Viral Video Showing White Bride Leading Black Groom On Leash Sparks Debate About Kink And Race



A TikTok that shows a Black man led on a leash by a white woman and dancing on all fours at a wedding is facing backlash on TikTok and prompting a discussion about the intersection of consensual kink and raceplay. The bride and groom say the dance isn’t a kink but a wholesome family tradition.

The video, which was posted on April 2 by @tenneggee, starts with a bride and a groom walking into a wedding reception. The groom has a collar and leash around his neck and gets down on his knees and crawls into the middle of the room. Weddings guests clap, dance, and videotape the event.

After the bride lets go of the leash, the groom stays on all fours and mimes lifting his leg like a dog and peeing on her. By Thursday, the TikTok had been viewed almost 345,000 times.


In a phone interview with the Daily Dot, Tra’ Alexander, the groom in the video, explained that he was doing a dance that is part of a family tradition for him: He said his father loves George Clinton’s “Atomic Dog,” the song that was playing while the groomed danced. Alexander explained that his father originated acting like a dog while the song played, so now he and his sisters do the dance, too.


“The song itself means something to me and my family,” Alexander told the Daily Dot. “[My dad] made his own dance for it [a] long time ago. And ever since, it’s been passed down to my oldest sister and then me.”

Alexander said that the dance at his wedding was a joking nod to the fact that his wife had finally got him to marry her after six years together.

“It was showing that she finally got me,” Alexander explained. “There was nothing like ‘Oh, well that’s my slave owner.'”

Without the additional context, commenters on @tenneggee’s video found the dynamic between the bride and groom upsetting and/or offensive.

“Bro just set us back a hundred yrs,” @ameliabarker172 said about the imagery of a Black man leashed by a white woman.

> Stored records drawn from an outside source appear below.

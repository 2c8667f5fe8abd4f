//! Handing a selected environment to the activation task.
//!
//! Switching does no activation work itself. It looks up the descriptor
//! and passes it to an [`Activator`], whose outcome is returned as is.

use std::collections::BTreeMap;
use std::path::{Path, PathBuf};

use super::descriptor::EnvironmentDescriptor;
use super::registry::Registry;
use crate::error::{Result, RunenvError};
use crate::shell::{self, CommandOptions};

/// Outcome of an activation task.
#[derive(Debug, Clone, Copy, PartialEq, Eq)]
pub struct ActivationOutcome {
    pub success: bool,
    /// Exit code reported by the task, if it has one.
    pub exit_code: Option<i32>,
}

impl ActivationOutcome {
    pub fn success() -> Self {
        Self {
            success: true,
            exit_code: Some(0),
        }
    }

    pub fn failure(exit_code: Option<i32>) -> Self {
        Self {
            success: false,
            exit_code,
        }
    }
}

/// Performs the actual switch to a runtime environment.
pub trait Activator {
    fn activate(&self, descriptor: &EnvironmentDescriptor) -> Result<ActivationOutcome>;
}

/// Switch to `id`, delegating to `activator`.
///
/// `id` must already have passed [`validate`](super::validate); an id that
/// is not in the registry never reaches the activator.
pub fn switch(id: &str, registry: &Registry, activator: &dyn Activator) -> Result<ActivationOutcome> {
    let descriptor = registry
        .get(id)
        .ok_or_else(|| RunenvError::UnknownEnvironment {
            value: id.to_string(),
            locator: "runtime environment id".to_string(),
        })?;

    tracing::info!("Switching runtime environment to '{}'", id);
    activator.activate(descriptor)
}

/// Runs a configured shell command as the activation task.
///
/// The descriptor is exposed to the command through environment variables:
///
/// - `RUNENV_ID`
/// - `RUNENV_DESCRIPTION`
/// - `RUNENV_WEIGHT` (set only when the descriptor has a weight)
/// - `RUNENV_DESCRIPTOR`, the whole descriptor as JSON
#[derive(Debug, Clone)]
pub struct ShellActivator {
    command: Option<String>,
    project_root: PathBuf,
}

impl ShellActivator {
    pub fn new(command: Option<String>, project_root: &Path) -> Self {
        Self {
            command,
            project_root: project_root.to_path_buf(),
        }
    }

    /// Environment variables describing `descriptor`.
    pub fn environment(descriptor: &EnvironmentDescriptor) -> Result<BTreeMap<String, String>> {
        let mut env = BTreeMap::new();
        env.insert("RUNENV_ID".to_string(), descriptor.id.clone());
        env.insert(
            "RUNENV_DESCRIPTION".to_string(),
            descriptor.description.clone(),
        );
        if let Some(weight) = descriptor.weight {
            env.insert("RUNENV_WEIGHT".to_string(), weight.to_string());
        }

        let mut json = serde_json::to_value(descriptor).map_err(anyhow::Error::from)?;
        if let Some(object) = json.as_object_mut() {
            object.insert("id".to_string(), descriptor.id.clone().into());
        }
        env.insert("RUNENV_DESCRIPTOR".to_string(), json.to_string());
        Ok(env)
    }
}

impl Activator for ShellActivator {
    fn activate(&self, descriptor: &EnvironmentDescriptor) -> Result<ActivationOutcome> {
        let command = self
            .command
            .as_deref()
            .ok_or_else(|| RunenvError::ActivationNotConfigured {
                id: descriptor.id.clone(),
            })?;

        let options = CommandOptions {
            cwd: Some(self.project_root.clone()),
            env: Self::environment(descriptor)?,
            capture: false,
        };
        let result = shell::execute(command, &options)?;

        if result.success {
            Ok(ActivationOutcome::success())
        } else {
            tracing::debug!(
                "Activation command exited with {:?} after {:?}",
                result.exit_code,
                result.duration
            );
            Ok(ActivationOutcome::failure(result.exit_code))
        }
    }
}

#[cfg(test)]
mod tests {
    use super::*;
    use std::cell::RefCell;

    /// Records every descriptor it is asked to activate.
    struct RecordingActivator {
        outcome: ActivationOutcome,
        calls: RefCell<Vec<EnvironmentDescriptor>>,
    }

    impl RecordingActivator {
        fn new(outcome: ActivationOutcome) -> Self {
            Self {
                outcome,
                calls: RefCell::new(Vec::new()),
            }
        }
    }

    impl Activator for RecordingActivator {
        fn activate(&self, descriptor: &EnvironmentDescriptor) -> Result<ActivationOutcome> {
            self.calls.borrow_mut().push(descriptor.clone());
            Ok(self.outcome)
        }
    }

    fn registry() -> Registry {
        Registry::from_descriptors([
            EnvironmentDescriptor::new("host", "Host").with_weight(-99),
            EnvironmentDescriptor::new("ddev", "DDev"),
        ])
    }

    #[test]
    fn switch_delegates_exact_descriptor() {
        let registry = registry();
        let activator = RecordingActivator::new(ActivationOutcome::success());

        let outcome = switch("host", &registry, &activator).unwrap();

        assert_eq!(outcome, ActivationOutcome::success());
        let calls = activator.calls.borrow();
        assert_eq!(calls.len(), 1);
        assert_eq!(&calls[0], registry.get("host").unwrap());
    }

    #[test]
    fn switch_passes_failure_through() {
        let activator = RecordingActivator::new(ActivationOutcome::failure(Some(4)));

        let outcome = switch("ddev", &registry(), &activator).unwrap();

        assert_eq!(outcome, ActivationOutcome::failure(Some(4)));
    }

    #[test]
    fn switch_never_activates_unknown_id() {
        let activator = RecordingActivator::new(ActivationOutcome::success());

        let err = switch("staging", &registry(), &activator).unwrap_err();

        assert!(matches!(err, RunenvError::UnknownEnvironment { .. }));
        assert!(activator.calls.borrow().is_empty());
    }

    #[test]
    fn environment_exposes_descriptor() {
        let mut descriptor = EnvironmentDescriptor::new("host", "Host").with_weight(-99);
        descriptor
            .extra
            .insert("sites".to_string(), serde_yaml::from_str("[default]").unwrap());

        let env = ShellActivator::environment(&descriptor).unwrap();

        assert_eq!(env["RUNENV_ID"], "host");
        assert_eq!(env["RUNENV_WEIGHT"], "-99");
        let json: serde_json::Value = serde_json::from_str(&env["RUNENV_DESCRIPTOR"]).unwrap();
        assert_eq!(json["id"], "host");
        assert_eq!(json["sites"][0], "default");
    }

    #[test]
    fn environment_omits_unset_weight() {
        let env = ShellActivator::environment(&EnvironmentDescriptor::new("ddev", "DDev")).unwrap();
        assert!(!env.contains_key("RUNENV_WEIGHT"));
    }

    #[test]
    fn shell_activator_requires_command() {
        let temp = tempfile::TempDir::new().unwrap();
        let activator = ShellActivator::new(None, temp.path());

        let err = activator
            .activate(&EnvironmentDescriptor::new("host", "Host"))
            .unwrap_err();
        assert!(matches!(err, RunenvError::ActivationNotConfigured { .. }));
    }

    #[cfg(unix)]
    #[test]
    fn shell_activator_reports_exit_code() {
        let temp = tempfile::TempDir::new().unwrap();
        let activator = ShellActivator::new(
            Some("test \"$RUNENV_ID\" = ddev && exit 0 || exit 5".to_string()),
            temp.path(),
        );

        let ok = activator
            .activate(&EnvironmentDescriptor::new("ddev", "DDev"))
            .unwrap();
        assert!(ok.success);

        let failed = activator
            .activate(&EnvironmentDescriptor::new("host", "Host"))
            .unwrap();
        assert_eq!(failed, ActivationOutcome::failure(Some(5)));
    }
}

“This giving me the movie GET OUT vibes,” @paige_cassie216 commented, referring to Jordan Peele’s 2017 horror film about an interracial couple.

Others said a child’s presence in the video was inappropriate.

“This would have been the PERFECT time to say ‘no children at the reception,'” @jazzie_vibes commented.

A repost of the video from @friedokrahheaux compared the video to a “plantation wedding.”

“I thought these plantation weddings were bad but y’all never cease to amaze me,” @friedokrahheaux wrote in the video’s caption. Her TikTok has over 14,000 views.

In the comments of her video, @friedokrahheaux clarified that she wasn’t kink-shaming Alexander. (Alexander clarified to the Daily Dot that the leash was a joke and his dance is not a “kink”; it is a family tradition.)


“Although I do believe certain kinks should be shamed,” she commented. “If this is their kink why is this being display like this? If not what is the purpose or need for this?” Other commenters on @friedokrahheaux’s video also focused on wedding guests.

Commenters misconstrued the incident as a display of kinks including bondage (the use of a leash) and raceplay, which is a type of sexual roleplaying in which the races and/or ethnicities of participants are emphasized.

Sex educator Mollena Williams-Haas, who is Black, frequently speaks on raceplay and other related kinks. In an interview with Ebony, she explained that engaging in raceplay “is not something to be done frivolously,” and that it centers on consent.

With regard to how the TikTok has been interpreted and the comments, Alexander said that people were so “simple-minded.”

“But I mean, I can’t blame them because, look how the world is today,” he told the Daily Dot.


On Tuesday, @tenneggee posted a follow-up video of the wedding “for all the criticism.” In it, Alexander—still wearing the leash, though the bride isn’t holding it—is seen dancing and mimicking a dog with his older sister on all fours.

The follow-up video seems to have received a bit more acceptance in the comments.

“People gotta do what they into,” @theburneraccou7 commented.

“They just having fun,” @313fluffy_n_fyne69 wrote.

“Whatever you do,” @leahlasvegas commented, “be the best at it.”

Alexander said he’s grateful to have gone viral with a dance that is so important to him and his family, regardless of what people say about it.

“This is [my] family song, you know, full of gratitude and heritage. So I don’t I don’t really care about the comments. They don’t know me,” Alexander said. “But I really do appreciate them letting me go viral.”